Material shown ▸
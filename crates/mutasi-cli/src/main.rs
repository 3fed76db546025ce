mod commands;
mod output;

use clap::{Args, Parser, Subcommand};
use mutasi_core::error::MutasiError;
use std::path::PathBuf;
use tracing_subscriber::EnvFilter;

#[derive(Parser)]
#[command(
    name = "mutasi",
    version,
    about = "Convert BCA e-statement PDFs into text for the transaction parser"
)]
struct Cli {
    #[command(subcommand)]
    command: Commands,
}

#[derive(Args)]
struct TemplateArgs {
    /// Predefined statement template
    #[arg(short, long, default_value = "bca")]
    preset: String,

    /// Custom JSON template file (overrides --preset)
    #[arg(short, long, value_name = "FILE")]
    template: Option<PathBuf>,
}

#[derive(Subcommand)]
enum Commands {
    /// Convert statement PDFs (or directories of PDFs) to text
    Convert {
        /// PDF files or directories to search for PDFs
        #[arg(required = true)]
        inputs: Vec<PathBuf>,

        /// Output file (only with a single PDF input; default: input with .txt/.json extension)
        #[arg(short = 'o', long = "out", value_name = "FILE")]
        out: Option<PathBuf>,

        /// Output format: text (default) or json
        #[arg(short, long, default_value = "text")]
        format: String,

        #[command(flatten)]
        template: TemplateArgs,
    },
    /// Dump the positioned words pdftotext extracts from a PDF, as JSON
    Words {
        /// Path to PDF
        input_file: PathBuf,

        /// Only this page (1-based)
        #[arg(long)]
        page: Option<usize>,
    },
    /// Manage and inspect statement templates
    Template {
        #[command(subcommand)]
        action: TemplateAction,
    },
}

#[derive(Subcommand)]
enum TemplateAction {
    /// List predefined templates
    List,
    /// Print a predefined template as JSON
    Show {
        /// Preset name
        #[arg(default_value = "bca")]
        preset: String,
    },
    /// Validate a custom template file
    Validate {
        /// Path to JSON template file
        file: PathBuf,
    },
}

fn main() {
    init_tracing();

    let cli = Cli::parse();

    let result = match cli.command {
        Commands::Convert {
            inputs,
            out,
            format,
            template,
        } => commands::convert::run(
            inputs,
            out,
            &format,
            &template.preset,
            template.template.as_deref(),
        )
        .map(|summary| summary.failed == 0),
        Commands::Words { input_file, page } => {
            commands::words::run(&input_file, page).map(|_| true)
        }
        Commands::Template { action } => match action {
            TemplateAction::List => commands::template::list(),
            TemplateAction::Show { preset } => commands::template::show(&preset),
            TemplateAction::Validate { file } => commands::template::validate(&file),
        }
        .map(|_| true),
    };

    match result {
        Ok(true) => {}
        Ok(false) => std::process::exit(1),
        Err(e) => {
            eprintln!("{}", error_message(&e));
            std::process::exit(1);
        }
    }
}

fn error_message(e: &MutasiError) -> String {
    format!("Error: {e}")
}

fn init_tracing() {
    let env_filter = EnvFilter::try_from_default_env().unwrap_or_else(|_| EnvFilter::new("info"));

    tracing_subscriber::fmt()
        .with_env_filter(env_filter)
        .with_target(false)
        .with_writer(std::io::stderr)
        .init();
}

What you are asked to do ▸
Copy out the material exactly, omitting nothing.

Solved problem ▸
filename crates/mutasi-cli/src/main.rs
repository 3fed76db546025ce
mod commands;
mod output;

use clap::{Args, Parser, Subcommand};
use mutasi_core::error::MutasiError;
use std::path::PathBuf;
use tracing_subscriber::EnvFilter;

#[derive(Parser)]
#[command(
    name = "mutasi",
    version,
    about = "Convert BCA e-statement PDFs into text for the transaction parser"
)]
struct Cli {
    #[command(subcommand)]
    command: Commands,
}

#[derive(Args)]
struct TemplateArgs {
    /// Predefined statement template
    #[arg(short, long, default_value = "bca")]
    preset: String,

    /// Custom JSON template file (overrides --preset)
    #[arg(short, long, value_name = "FILE")]
    template: Option<PathBuf>,
}

#[derive(Subcommand)]
enum Commands {
    /// Convert statement PDFs (or directories of PDFs) to text
    Convert {
        /// PDF files or directories to search for PDFs
        #[arg(required = true)]
        inputs: Vec<PathBuf>,

        /// Output file (only with a single PDF input; default: input with .txt/.json extension)
        #[arg(short = 'o', long = "out", value_name = "FILE")]
        out: Option<PathBuf>,

        /// Output format: text (default) or json
        #[arg(short, long, default_value = "text")]
        format: String,

        #[command(flatten)]
        template: TemplateArgs,
    },
    /// Dump the positioned words pdftotext extracts from a PDF, as JSON
    Words {
        /// Path to PDF
        input_file: PathBuf,

        /// Only this page (1-based)
        #[arg(long)]
        page: Option<usize>,
    },
    /// Manage and inspect statement templates
    Template {
        #[command(subcommand)]
        action: TemplateAction,
    },
}

#[derive(Subcommand)]
enum TemplateAction {
    /// List predefined templates
    List,
    /// Print a predefined template as JSON
    Show {
        /// Preset name
        #[arg(default_value = "bca")]
        preset: String,
    },
    /// Validate a custom template file
    Validate {
        /// Path to JSON template file
        file: PathBuf,
    },
}

fn main() {
    init_tracing();

    let cli = Cli::parse();

    let result = match cli.command {
        Commands::Convert {
            inputs,
            out,
            format,
            template,
        } => commands::convert::run(
            inputs,
            out,
            &format,
            &template.preset,
            template.template.as_deref(),
        )
        .map(|summary| summary.failed == 0),
        Commands::Words { input_file, page } => {
            commands::words::run(&input_file, page).map(|_| true)
        }
        Commands::Template { action } => match action {
            TemplateAction::List => commands::template::list(),
            TemplateAction::Show { preset } => commands::template::show(&preset),
            TemplateAction::Validate { file } => commands::template::validate(&file),
        }
        .map(|_| true),
    };

    match result {
        Ok(true) => {}
        Ok(false) => std::process::exit(1),
        Err(e) => {
            eprintln!("{}", error_message(&e));
            std::process::exit(1);
        }
    }
}

fn error_message(e: &MutasiError) -> String {
    format!("Error: {e}")
}

fn init_tracing() {
    let env_filter = EnvFilter::try_from_default_env().unwrap_or_else(|_| EnvFilter::new("info"));

    tracing_subscriber::fmt()
        .with_env_filter(env_filter)
        .with_target(false)
        .with_writer(std::io::stderr)
        .init();
}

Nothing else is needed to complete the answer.